[[ RECORDS FOR THIS TASK, beginning ]]

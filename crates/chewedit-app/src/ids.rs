// Copyright 2026 Phillip Cloud
// Licensed under the Apache License, Version 2.0

use serde::{Deserialize, Serialize};

macro_rules! index_id {
    ($name:ident, $repr:ty) => {
        #[derive(
            Debug,
            Default,
            Clone,
            Copy,
            PartialEq,
            Eq,
            PartialOrd,
            Ord,
            Hash,
            Serialize,
            Deserialize,
        )]
        pub struct $name($repr);

        impl $name {
            pub const fn new(value: $repr) -> Self {
                Self(value)
            }

            pub const fn get(self) -> $repr {
                self.0
            }
        }

        impl From<$repr> for $name {
            fn from(value: $repr) -> Self {
                Self(value)
            }
        }

        impl std::fmt::Display for $name {
            fn fmt(&self, f: &mut std::fmt::Formatter<'_>) -> std::fmt::Result {
                write!(f, "{}", self.0)
            }
        }
    };
}

// Position in the unfiltered record sequence.
index_id!(MasterIndex, usize);
index_id!(RequestId, u64);

impl RequestId {
    pub const fn next(self) -> Self {
        Self(self.0.wrapping_add(1))
    }
}
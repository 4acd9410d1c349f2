use alphascreen::commands::{backtest, fetch, predict, serve};
use alphascreen::config::AppConfig;
use alphascreen::context::AppContext;
use anyhow::Result;
use clap::{Parser, Subcommand};

#[derive(Parser)]
#[command(name = "alphascreen")]
#[command(about = "Trains a random forest on stock fundamentals and serves outperformance predictions")]
struct Cli {
    #[command(subcommand)]
    command: Commands,
}

#[derive(Subcommand)]
enum Commands {
    /// Run the HTTP server with the dashboard and JSON API
    Serve,
    /// Evaluate the strategy on a held-out split and print the report
    Backtest,
    /// Score the forward sample and print the predicted outperformers
    Predict,
    /// Fetch price history and rebuild the CSV datasets
    Fetch,
}

#[tokio::main]
async fn main() -> Result<()> {
    let cli = Cli::parse();
    env_logger::Builder::from_env(env_logger::Env::default().default_filter_or("info")).init();

    let config = AppConfig::from_env()?;
    let app_context = AppContext::new(config);

    match cli.command {
        Commands::Serve => {
            serve::run(&app_context).await?;
        }
        Commands::Backtest => {
            backtest::run(&app_context).await?;
        }
        Commands::Predict => {
            predict::run(&app_context).await?;
        }
        Commands::Fetch => {
            fetch::run(&app_context).await?;
        }
    }

    Ok(())
}
pub mod backtest;
pub mod fetch;
pub mod predict;
pub mod serve;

[[ RECORDS FOR THIS TASK, end ]]

EXERCISE DIRECTIONS:
Give the number of lines in the records above that contain "const", with no other words.

REPLY TO THE EXERCISE:
3